Start of Block

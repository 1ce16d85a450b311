//! # Network Link
//!
//! The transmission client needs three things from the wireless link: is it up,
//! try to bring it back, and how strong is the signal. On Linux all three come
//! from the kernel's view of the interface:
//!
//! - **State**: `/sys/class/net/<iface>/operstate` (`up` means associated)
//! - **Signal**: `/proc/net/wireless`, the "level" column in dBm
//! - **Reconnect**: the configured supplicant front-end (`wpa_cli` or `nmcli`) is
//!   asked to reassociate, then the interface state is read again. The command
//!   is killed if it outlives the reconnect delay.
//!
//! Commands go through [`CommandRunner`] so tests can record them instead of
//! touching the host's network stack.

use crate::config::{NetworkConfig, Supplicant};
use std::fs;
use std::io;
use std::path::PathBuf;
use std::process::{Command, Stdio};
use std::thread;
use std::time::{Duration, Instant};
use tracing::{debug, warn};

const EXIT_POLL: Duration = Duration::from_millis(20);

/// Connectivity operations used by the transmission client.
pub trait Link {
    /// Current link state
    fn is_up(&mut self) -> bool;

    /// One reconnect attempt; true if the link is up afterwards
    fn reconnect(&mut self) -> bool;

    /// Signal strength in dBm, 0 when unknown
    fn rssi(&mut self) -> i32;
}

impl<L: Link + ?Sized> Link for Box<L> {
    fn is_up(&mut self) -> bool {
        (**self).is_up()
    }

    fn reconnect(&mut self) -> bool {
        (**self).reconnect()
    }

    fn rssi(&mut self) -> i32 {
        (**self).rssi()
    }
}

/// Runs external commands on behalf of the link.
pub trait CommandRunner {
    /// Run `program` to completion. `Ok(true)` on a zero exit status; an error if
    /// it could not be started or was still running after `timeout`.
    fn run(&mut self, program: &str, args: &[String], timeout: Duration) -> io::Result<bool>;
}

/// [`CommandRunner`] that spawns real processes with their output discarded.
#[derive(Clone, Copy, Debug, Default)]
pub struct SystemCommand;

impl CommandRunner for SystemCommand {
    fn run(&mut self, program: &str, args: &[String], timeout: Duration) -> io::Result<bool> {
        let mut child = Command::new(program)
            .args(args)
            .stdin(Stdio::null())
            .stdout(Stdio::null())
            .stderr(Stdio::null())
            .spawn()?;

        let deadline = Instant::now() + timeout;
        loop {
            if let Some(status) = child.try_wait()? {
                return Ok(status.success());
            }
            if Instant::now() >= deadline {
                // It may have exited since try_wait; wait() reaps it either way
                let _ = child.kill();
                child.wait()?;
                return Err(io::Error::new(
                    io::ErrorKind::TimedOut,
                    format!("{program} still running after {} ms", timeout.as_millis()),
                ));
            }
            thread::sleep(EXIT_POLL);
        }
    }
}

/// The program and arguments that ask `config.supplicant` to bring the interface
/// back, or `None` when association is left to the OS.
///
/// `nmcli` is told not to wait for activation; the next attempt sees the result.
pub fn reassociate_command(config: &NetworkConfig) -> Option<(String, Vec<String>)> {
    let iface = config.interface.clone();
    match config.supplicant {
        Supplicant::WpaCli => Some((
            "wpa_cli".to_string(),
            vec!["-i".to_string(), iface, "reconnect".to_string()],
        )),
        Supplicant::Nmcli => {
            let mut args: Vec<String> = ["--wait", "0", "device", "wifi", "connect"]
                .into_iter()
                .map(String::from)
                .collect();
            args.push(config.ssid.clone());
            if !config.passphrase.is_empty() {
                args.push("password".to_string());
                args.push(config.passphrase.clone());
            }
            args.push("ifname".to_string());
            args.push(iface);
            Some(("nmcli".to_string(), args))
        }
        Supplicant::None => None,
    }
}

/// Wireless interface observed through sysfs and procfs and reassociated through
/// the supplicant.
pub struct WirelessLink {
    interface: String,
    root: PathBuf,
    reassociate: Option<(String, Vec<String>)>,
    command_timeout: Duration,
    runner: Box<dyn CommandRunner>,
}

impl WirelessLink {
    pub fn new(config: &NetworkConfig) -> Self {
        Self {
            interface: config.interface.clone(),
            root: PathBuf::from("/"),
            reassociate: reassociate_command(config),
            command_timeout: config.reconnect_delay(),
            runner: Box::new(SystemCommand),
        }
    }

    /// Read sysfs/procfs relative to `root` instead of `/`
    pub fn with_root(mut self, root: impl Into<PathBuf>) -> Self {
        self.root = root.into();
        self
    }

    pub fn with_runner(mut self, runner: impl CommandRunner + 'static) -> Self {
        self.runner = Box::new(runner);
        self
    }

    fn operstate(&self) -> Option<String> {
        let path = self
            .root
            .join("sys/class/net")
            .join(&self.interface)
            .join("operstate");
        fs::read_to_string(path).ok().map(|s| s.trim().to_string())
    }
}

impl Link for WirelessLink {
    fn is_up(&mut self) -> bool {
        self.operstate().as_deref() == Some("up")
    }

    fn reconnect(&mut self) -> bool {
        // A previous attempt's request may have completed during the back-off
        if self.is_up() {
            return true;
        }

        if let Some((program, args)) = &self.reassociate {
            let interface = &self.interface;
            match self.runner.run(program, args, self.command_timeout) {
                Ok(true) => debug!(%interface, %program, "reassociation requested"),
                Ok(false) => warn!(%interface, %program, "supplicant refused reassociation"),
                Err(err) => warn!(%interface, %program, error = %err, "supplicant command failed"),
            }
        }

        let state = self.operstate();
        debug!(interface = %self.interface, state = ?state, "link state after reconnect");
        state.as_deref() == Some("up")
    }

    fn rssi(&mut self) -> i32 {
        fs::read_to_string(self.root.join("proc/net/wireless"))
            .ok()
            .and_then(|contents| parse_wireless_level(&contents, &self.interface))
            .unwrap_or(0)
    }
}

/// Extract the signal level for `interface` from `/proc/net/wireless` contents.
///
/// ```text
/// Inter-| sta-|   Quality        |   Discarded packets               | Missed | WE
///  face | tus | link level noise |  nwid  crypt   frag  retry   misc | beacon | 22
///  wlan0: 0000   54.  -56.  -256        0      0      0      0      0        0
/// ```
pub fn parse_wireless_level(contents: &str, interface: &str) -> Option<i32> {
    contents.lines().skip(2).find_map(|line| {
        let (name, rest) = line.split_once(':')?;
        if name.trim() != interface {
            return None;
        }
        // status, link quality, level, noise, ...
        let level = rest.split_whitespace().nth(2)?;
        level.trim_end_matches('.').parse::<f32>().ok().map(|v| v as i32)
    })
}

/// Link that is always up, for simulation and wired development hosts.
#[derive(Clone, Copy, Debug, Default)]
pub struct AlwaysUpLink;

impl Link for AlwaysUpLink {
    fn is_up(&mut self) -> bool {
        true
    }

    fn reconnect(&mut self) -> bool {
        true
    }

    fn rssi(&mut self) -> i32 {
        0
    }
}
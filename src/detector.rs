//! # Power-Change Event Detector
//!
//! Single-level amplitude comparison between consecutive samples. There is no
//! hysteresis, no minimum-duration filter and no debouncing: one noisy sample over
//! the threshold fires an event even if power returns to baseline immediately
//! afterwards. Appliance identification and noise rejection happen downstream of
//! the ingestion endpoint, not here.

use crate::{Counters, SensorSample};

/// A power step large enough to report.
#[derive(Clone, Copy, Debug, PartialEq)]
pub struct PowerChange {
    pub before: f32,
    pub after: f32,
    /// Signed change (`after - before`); positive means a load switched on
    pub delta: f32,
}

/// Compares each sample's power with the previous one.
#[derive(Clone, Debug)]
pub struct EventDetector {
    threshold: f32,
    previous_power: f32,
}

impl EventDetector {
    /// The previous power starts at zero, so a first sample above the threshold
    /// is itself reported as an event.
    pub fn new(threshold: f32) -> Self {
        Self {
            threshold,
            previous_power: 0.0,
        }
    }

    pub fn threshold(&self) -> f32 {
        self.threshold
    }

    pub fn previous_power(&self) -> f32 {
        self.previous_power
    }

    /// Feed one valid sample. Returns the change and bumps `events_detected` when
    /// `|power - previous| > threshold`; equality does not fire. The previous
    /// power is updated either way.
    pub fn observe(&mut self, sample: &SensorSample, counters: &mut Counters) -> Option<PowerChange> {
        let before = self.previous_power;
        let after = sample.power;
        self.previous_power = after;

        let delta = after - before;
        if delta.abs() > self.threshold {
            counters.record_event();
            Some(PowerChange { before, after, delta })
        } else {
            None
        }
    }
}
//! Controller state machine tests against a recording mock engine

use async_trait::async_trait;
use scanplay::{
    Command, Controller, EngineEvent, EngineRequest, Error, PlaybackEngine, PlaybackState,
    PlayerEvent, Result, ScanplayConfig, Step,
};
use std::ffi::OsStr;
use std::fs::File;
use std::path::{Path, PathBuf};
use std::sync::{Arc, Mutex};
use tempfile::TempDir;

#[derive(Debug, Default)]
struct EngineLog {
    launches: Vec<PathBuf>,
    requests: Vec<EngineRequest>,
    terminations: usize,
    active: Option<u64>,
    next_id: u64,
    fail_media_launch: bool,
}

/// Records every engine call; sessions are plain counters.
struct MockEngine {
    log: Arc<Mutex<EngineLog>>,
}

fn is_splash(path: &Path) -> bool {
    path.file_name() == Some(OsStr::new("splash.png"))
}

#[async_trait]
impl PlaybackEngine for MockEngine {
    async fn launch(&mut self, path: &Path) -> Result<()> {
        let mut log = self.log.lock().expect("log lock");
        if log.active.take().is_some() {
            log.terminations += 1;
        }
        if log.fail_media_launch && !is_splash(path) {
            return Err(Error::EngineLaunch("mock launch failure".to_string()));
        }
        log.next_id += 1;
        log.active = Some(log.next_id);
        log.launches.push(path.to_path_buf());
        Ok(())
    }

    async fn send(&mut self, request: EngineRequest) -> Result<()> {
        let mut log = self.log.lock().expect("log lock");
        if log.active.is_none() {
            return Err(Error::NoActiveSession);
        }
        log.requests.push(request);
        Ok(())
    }

    async fn terminate(&mut self) -> Result<()> {
        let mut log = self.log.lock().expect("log lock");
        if log.active.take().is_some() {
            log.terminations += 1;
        }
        Ok(())
    }

    fn is_current(&self, session: u64) -> bool {
        self.log.lock().expect("log lock").active == Some(session)
    }
}

struct Harness {
    controller: Controller,
    log: Arc<Mutex<EngineLog>>,
    splash: PathBuf,
    _dir: TempDir,
}

impl Harness {
    async fn new(debounce_ms: u64, files: &[&str]) -> Self {
        let dir = TempDir::new().expect("tempdir");
        for name in files {
            File::create(dir.path().join(name)).expect("create media file");
        }
        let splash = dir.path().join("splash.png");
        File::create(&splash).expect("create splash");

        let mut config = ScanplayConfig::default();
        config.media.dir = dir.path().to_path_buf();
        config.media.splash = splash.clone();
        config.playback.debounce_ms = debounce_ms;

        let log = Arc::new(Mutex::new(EngineLog::default()));
        let engine = MockEngine {
            log: Arc::clone(&log),
        };
        let mut controller = Controller::new(&config, Box::new(engine));
        controller.show_splash().await.expect("initial splash");

        Self {
            controller,
            log,
            splash,
            _dir: dir,
        }
    }

    async fn scan(&mut self, token: &str) -> Step {
        self.controller
            .handle(PlayerEvent::Scan(token.to_string()))
            .await
            .expect("handle scan")
    }

    async fn engine_event(&mut self, session: u64, event: EngineEvent) -> Step {
        self.controller
            .handle(PlayerEvent::Engine { session, event })
            .await
            .expect("handle engine event")
    }

    fn active_session(&self) -> u64 {
        self.log
            .lock()
            .expect("log lock")
            .active
            .expect("active session")
    }

    fn launches(&self) -> Vec<PathBuf> {
        self.log.lock().expect("log lock").launches.clone()
    }

    fn requests(&self) -> Vec<EngineRequest> {
        self.log.lock().expect("log lock").requests.clone()
    }
}

#[tokio::test]
async fn scan_resolves_and_plays() {
    let mut h = Harness::new(0, &["bluey-s1e1.mp4"]).await;

    // Case-insensitive: scanned token differs in case from the filename
    h.scan("Bluey-S1E1").await;

    assert_eq!(h.controller.state(), PlaybackState::Playing);
    let launches = h.launches();
    assert_eq!(launches.len(), 2, "splash then media");
    assert!(launches[1].ends_with("bluey-s1e1.mp4"));
}

#[tokio::test]
async fn unknown_reference_never_launches() {
    let mut h = Harness::new(0, &["bluey-s1e1.mp4"]).await;

    h.scan("not-a-real-show").await;

    assert_eq!(h.controller.state(), PlaybackState::Idle);
    assert_eq!(h.launches().len(), 1, "only the initial splash");
}

#[tokio::test]
async fn pause_command_is_an_idempotent_pair() {
    let mut h = Harness::new(0, &["bluey-s1e1.mp4"]).await;
    h.scan("bluey-s1e1").await;

    h.scan("CMD:PAUSE").await;
    assert_eq!(h.controller.state(), PlaybackState::Paused);

    h.scan("CMD:PAUSE").await;
    assert_eq!(h.controller.state(), PlaybackState::Playing);

    assert_eq!(
        h.requests(),
        vec![EngineRequest::PauseToggle, EngineRequest::PauseToggle]
    );
}

#[tokio::test]
async fn idle_ignores_everything_but_exit() {
    let mut h = Harness::new(0, &[]).await;

    for token in ["CMD:PAUSE", "CMD:STOP", "CMD:VOLUP", "CMD:MUTE", "CMD:FWD"] {
        assert_eq!(h.scan(token).await, Step::Continue);
        assert_eq!(h.controller.state(), PlaybackState::Idle);
    }
    assert!(h.requests().is_empty(), "no engine calls while idle");
    assert_eq!(h.launches().len(), 1, "splash stays up untouched");
}

#[tokio::test]
async fn stop_returns_to_splash() {
    let mut h = Harness::new(0, &["bluey-s1e1.mp4"]).await;
    h.scan("bluey-s1e1").await;

    h.scan("CMD:STOP").await;

    assert_eq!(h.controller.state(), PlaybackState::Idle);
    let launches = h.launches();
    assert!(launches.last().map(|p| p == &h.splash).unwrap_or(false));
}

#[tokio::test]
async fn volume_and_seek_commands_pass_through() {
    let mut h = Harness::new(0, &["bluey-s1e1.mp4"]).await;
    h.scan("bluey-s1e1").await;

    h.scan("CMD:VOLUP").await;
    h.scan("CMD:VOLDOWN").await;
    h.scan("CMD:MUTE").await;
    h.scan("CMD:FWD").await;
    h.scan("CMD:RWD").await;

    assert_eq!(h.controller.state(), PlaybackState::Playing);
    assert_eq!(
        h.requests(),
        vec![
            EngineRequest::VolumeAdd(5),
            EngineRequest::VolumeAdd(-5),
            EngineRequest::MuteToggle,
            EngineRequest::Seek(10),
            EngineRequest::Seek(-10),
        ]
    );
}

#[tokio::test]
async fn end_of_file_converges_to_idle_from_playing_and_paused() {
    for pause_first in [false, true] {
        let mut h = Harness::new(0, &["bluey-s1e1.mp4"]).await;
        h.scan("bluey-s1e1").await;
        if pause_first {
            h.scan("CMD:PAUSE").await;
            assert_eq!(h.controller.state(), PlaybackState::Paused);
        }

        let session = h.active_session();
        h.engine_event(session, EngineEvent::EndOfFile).await;

        assert_eq!(h.controller.state(), PlaybackState::Idle);
        assert!(h.launches().last().map(|p| p == &h.splash).unwrap_or(false));
    }
}

#[tokio::test]
async fn crash_returns_to_splash() {
    let mut h = Harness::new(0, &["bluey-s1e1.mp4"]).await;
    h.scan("bluey-s1e1").await;

    let session = h.active_session();
    h.engine_event(session, EngineEvent::Exited(Some(1))).await;

    assert_eq!(h.controller.state(), PlaybackState::Idle);
    assert!(h.launches().last().map(|p| p == &h.splash).unwrap_or(false));
}

#[tokio::test]
async fn stale_session_events_are_dropped() {
    let mut h = Harness::new(0, &["bluey-s1e1.mp4", "bluey-s1e2.mkv"]).await;
    h.scan("bluey-s1e1").await;
    let old_session = h.active_session();

    h.scan("bluey-s1e2").await;
    assert_eq!(h.controller.state(), PlaybackState::Playing);
    let launches_before = h.launches().len();

    // The replaced session's exit must not bounce us back to the splash
    h.engine_event(old_session, EngineEvent::Exited(None)).await;

    assert_eq!(h.controller.state(), PlaybackState::Playing);
    assert_eq!(h.launches().len(), launches_before);
}

#[tokio::test]
async fn rescan_of_playing_reference_restarts() {
    let mut h = Harness::new(0, &["bluey-s1e1.mp4"]).await;
    h.scan("bluey-s1e1").await;
    let first_session = h.active_session();

    h.scan("bluey-s1e1").await;

    assert_eq!(h.controller.state(), PlaybackState::Playing);
    assert_ne!(h.active_session(), first_session, "fresh session");
    assert_eq!(h.launches().len(), 3, "splash + two media launches");
}

#[tokio::test]
async fn debounce_suppresses_rapid_duplicate_scans() {
    let mut h = Harness::new(2000, &["bluey-s1e1.mp4"]).await;

    h.scan("bluey-s1e1").await;
    h.scan("bluey-s1e1").await;

    assert_eq!(h.launches().len(), 2, "splash + exactly one media launch");
}

#[tokio::test]
async fn exit_command_stops_the_loop() {
    let mut h = Harness::new(0, &["bluey-s1e1.mp4"]).await;
    h.scan("bluey-s1e1").await;

    assert_eq!(h.scan("CMD:EXIT").await, Step::Exit);
    assert!(h.log.lock().expect("log lock").active.is_none());
}

#[tokio::test]
async fn shutdown_event_stops_the_loop() {
    let mut h = Harness::new(0, &[]).await;

    let step = h
        .controller
        .handle(PlayerEvent::Shutdown)
        .await
        .expect("handle shutdown");

    assert_eq!(step, Step::Exit);
    assert!(h.log.lock().expect("log lock").active.is_none());
}

#[tokio::test]
async fn keyboard_exit_bypasses_the_token_pipeline() {
    let mut h = Harness::new(2000, &[]).await;

    let step = h
        .controller
        .handle(PlayerEvent::Key(Command::Exit))
        .await
        .expect("handle key");

    assert_eq!(step, Step::Exit);
}

#[tokio::test]
async fn failed_media_launch_falls_back_to_splash() {
    let mut h = Harness::new(0, &["bluey-s1e1.mp4"]).await;
    h.log.lock().expect("log lock").fail_media_launch = true;

    h.scan("bluey-s1e1").await;

    assert_eq!(h.controller.state(), PlaybackState::Idle);
    assert!(h.launches().last().map(|p| p == &h.splash).unwrap_or(false));
}

#[tokio::test]
async fn engine_reported_pause_reconciles_state() {
    let mut h = Harness::new(0, &["bluey-s1e1.mp4"]).await;
    h.scan("bluey-s1e1").await;
    let session = h.active_session();

    h.engine_event(session, EngineEvent::PauseChanged(true)).await;
    assert_eq!(h.controller.state(), PlaybackState::Paused);

    h.engine_event(session, EngineEvent::PauseChanged(false)).await;
    assert_eq!(h.controller.state(), PlaybackState::Playing);
}

/// The full walk-through from the design notes: play, pause, unpause,
/// end-of-file back to splash, then a miss that changes nothing.
#[tokio::test]
async fn full_scenario() {
    let mut h = Harness::new(0, &["bluey-s1e1.mp4"]).await;

    h.scan("bluey-s1e1").await;
    assert_eq!(h.controller.state(), PlaybackState::Playing);
    assert!(h.launches()[1].ends_with("bluey-s1e1.mp4"));

    h.scan("CMD:PAUSE").await;
    assert_eq!(h.controller.state(), PlaybackState::Paused);

    h.scan("CMD:PAUSE").await;
    assert_eq!(h.controller.state(), PlaybackState::Playing);

    let session = h.active_session();
    h.engine_event(session, EngineEvent::EndOfFile).await;
    assert_eq!(h.controller.state(), PlaybackState::Idle);
    assert!(h.launches().last().map(|p| p == &h.splash).unwrap_or(false));

    let launches_before = h.launches().len();
    h.scan("not-a-real-show").await;
    assert_eq!(h.controller.state(), PlaybackState::Idle);
    assert_eq!(h.launches().len(), launches_before);
}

End of Block

ABOUT THIS EXERCISE> Across the whole listing above, report each line that includes "WirelessLink".

RESULT>
pub struct WirelessLink {
impl WirelessLink {
impl Link for WirelessLink {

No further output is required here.